Problem to solve> Please set the lines down again exactly, from the top of the entries through the line that contains "matches at the start of".

Stored items>
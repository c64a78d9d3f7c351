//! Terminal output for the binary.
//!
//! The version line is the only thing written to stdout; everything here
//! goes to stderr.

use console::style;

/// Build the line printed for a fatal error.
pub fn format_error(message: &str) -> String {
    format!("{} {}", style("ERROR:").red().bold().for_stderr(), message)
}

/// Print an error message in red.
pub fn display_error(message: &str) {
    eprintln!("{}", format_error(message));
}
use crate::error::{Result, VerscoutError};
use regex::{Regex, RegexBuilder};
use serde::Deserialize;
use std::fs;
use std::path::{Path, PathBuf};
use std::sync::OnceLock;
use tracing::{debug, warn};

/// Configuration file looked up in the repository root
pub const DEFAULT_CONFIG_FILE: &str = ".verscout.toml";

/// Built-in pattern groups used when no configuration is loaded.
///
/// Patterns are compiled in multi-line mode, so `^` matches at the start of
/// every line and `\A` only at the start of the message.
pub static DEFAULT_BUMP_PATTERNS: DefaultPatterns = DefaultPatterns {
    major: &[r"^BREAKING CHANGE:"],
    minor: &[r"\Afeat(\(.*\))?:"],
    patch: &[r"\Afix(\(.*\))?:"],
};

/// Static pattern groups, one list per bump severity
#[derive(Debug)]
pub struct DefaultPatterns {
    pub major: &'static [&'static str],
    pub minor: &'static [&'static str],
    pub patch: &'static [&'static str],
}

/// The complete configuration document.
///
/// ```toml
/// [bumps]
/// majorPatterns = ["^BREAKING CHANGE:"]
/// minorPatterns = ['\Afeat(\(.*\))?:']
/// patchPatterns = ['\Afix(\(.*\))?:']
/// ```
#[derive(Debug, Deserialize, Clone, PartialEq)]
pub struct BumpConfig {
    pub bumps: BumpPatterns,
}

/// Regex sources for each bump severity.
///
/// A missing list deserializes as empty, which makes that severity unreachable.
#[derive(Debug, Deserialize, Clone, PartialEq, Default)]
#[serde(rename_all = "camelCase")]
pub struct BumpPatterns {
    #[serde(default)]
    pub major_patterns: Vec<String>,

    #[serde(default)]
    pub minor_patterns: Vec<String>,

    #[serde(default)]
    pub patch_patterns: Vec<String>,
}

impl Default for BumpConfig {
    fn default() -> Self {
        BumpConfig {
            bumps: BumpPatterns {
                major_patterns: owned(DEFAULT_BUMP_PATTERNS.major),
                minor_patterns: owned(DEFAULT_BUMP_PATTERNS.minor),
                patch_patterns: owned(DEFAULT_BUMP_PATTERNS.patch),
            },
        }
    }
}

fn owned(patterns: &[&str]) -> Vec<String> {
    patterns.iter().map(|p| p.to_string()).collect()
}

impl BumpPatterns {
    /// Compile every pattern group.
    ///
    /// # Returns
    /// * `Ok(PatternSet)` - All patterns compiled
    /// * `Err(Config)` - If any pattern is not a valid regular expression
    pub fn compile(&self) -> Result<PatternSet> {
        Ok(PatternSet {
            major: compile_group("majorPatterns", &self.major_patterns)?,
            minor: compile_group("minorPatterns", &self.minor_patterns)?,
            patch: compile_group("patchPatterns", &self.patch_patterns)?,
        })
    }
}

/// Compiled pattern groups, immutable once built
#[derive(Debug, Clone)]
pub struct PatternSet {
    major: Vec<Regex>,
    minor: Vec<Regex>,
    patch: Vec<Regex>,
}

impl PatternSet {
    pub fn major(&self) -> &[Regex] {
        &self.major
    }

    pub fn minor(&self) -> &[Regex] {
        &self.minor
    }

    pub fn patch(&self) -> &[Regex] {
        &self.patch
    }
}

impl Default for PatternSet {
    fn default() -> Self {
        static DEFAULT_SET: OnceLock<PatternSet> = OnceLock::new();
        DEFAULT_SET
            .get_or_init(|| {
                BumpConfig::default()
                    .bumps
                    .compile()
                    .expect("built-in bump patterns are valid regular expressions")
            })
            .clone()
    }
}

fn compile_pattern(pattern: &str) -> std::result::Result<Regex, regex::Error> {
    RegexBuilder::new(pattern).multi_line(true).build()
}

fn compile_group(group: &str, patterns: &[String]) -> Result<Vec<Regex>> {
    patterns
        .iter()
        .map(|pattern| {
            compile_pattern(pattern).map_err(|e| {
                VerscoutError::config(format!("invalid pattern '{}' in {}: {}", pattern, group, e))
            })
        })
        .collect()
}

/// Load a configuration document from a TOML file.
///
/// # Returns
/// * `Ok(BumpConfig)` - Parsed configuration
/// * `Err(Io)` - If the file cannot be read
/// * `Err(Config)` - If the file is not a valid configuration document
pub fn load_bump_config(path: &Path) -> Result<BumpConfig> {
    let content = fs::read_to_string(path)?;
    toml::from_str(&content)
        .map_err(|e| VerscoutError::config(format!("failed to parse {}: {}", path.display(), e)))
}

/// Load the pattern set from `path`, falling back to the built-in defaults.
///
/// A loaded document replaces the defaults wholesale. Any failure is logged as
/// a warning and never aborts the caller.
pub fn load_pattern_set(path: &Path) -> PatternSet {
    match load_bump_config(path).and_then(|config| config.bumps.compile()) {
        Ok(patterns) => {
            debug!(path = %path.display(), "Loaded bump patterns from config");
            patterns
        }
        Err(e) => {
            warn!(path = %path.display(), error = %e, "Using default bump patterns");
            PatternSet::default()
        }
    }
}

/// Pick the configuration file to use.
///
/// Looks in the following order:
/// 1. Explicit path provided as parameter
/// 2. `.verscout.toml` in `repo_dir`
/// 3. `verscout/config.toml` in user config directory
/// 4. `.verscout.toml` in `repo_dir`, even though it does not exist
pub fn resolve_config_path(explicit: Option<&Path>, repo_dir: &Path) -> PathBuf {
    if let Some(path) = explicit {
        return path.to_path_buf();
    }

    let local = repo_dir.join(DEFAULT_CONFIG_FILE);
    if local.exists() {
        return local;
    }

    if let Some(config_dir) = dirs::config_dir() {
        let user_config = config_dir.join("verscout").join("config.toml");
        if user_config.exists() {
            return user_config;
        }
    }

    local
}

Reply to the task>
repository c64a78d9d3f7c351
//! Terminal output for the binary.
//!
//! The version line is the only thing written to stdout; everything here
//! goes to stderr.

use console::style;

/// Build the line printed for a fatal error.
pub fn format_error(message: &str) -> String {
    format!("{} {}", style("ERROR:").red().bold().for_stderr(), message)
}

/// Print an error message in red.
pub fn display_error(message: &str) {
    eprintln!("{}", format_error(message));
}
use crate::error::{Result, VerscoutError};
use regex::{Regex, RegexBuilder};
use serde::Deserialize;
use std::fs;
use std::path::{Path, PathBuf};
use std::sync::OnceLock;
use tracing::{debug, warn};

/// Configuration file looked up in the repository root
pub const DEFAULT_CONFIG_FILE: &str = ".verscout.toml";

/// Built-in pattern groups used when no configuration is loaded.
///
/// Patterns are compiled in multi-line mode, so `^` matches at the start of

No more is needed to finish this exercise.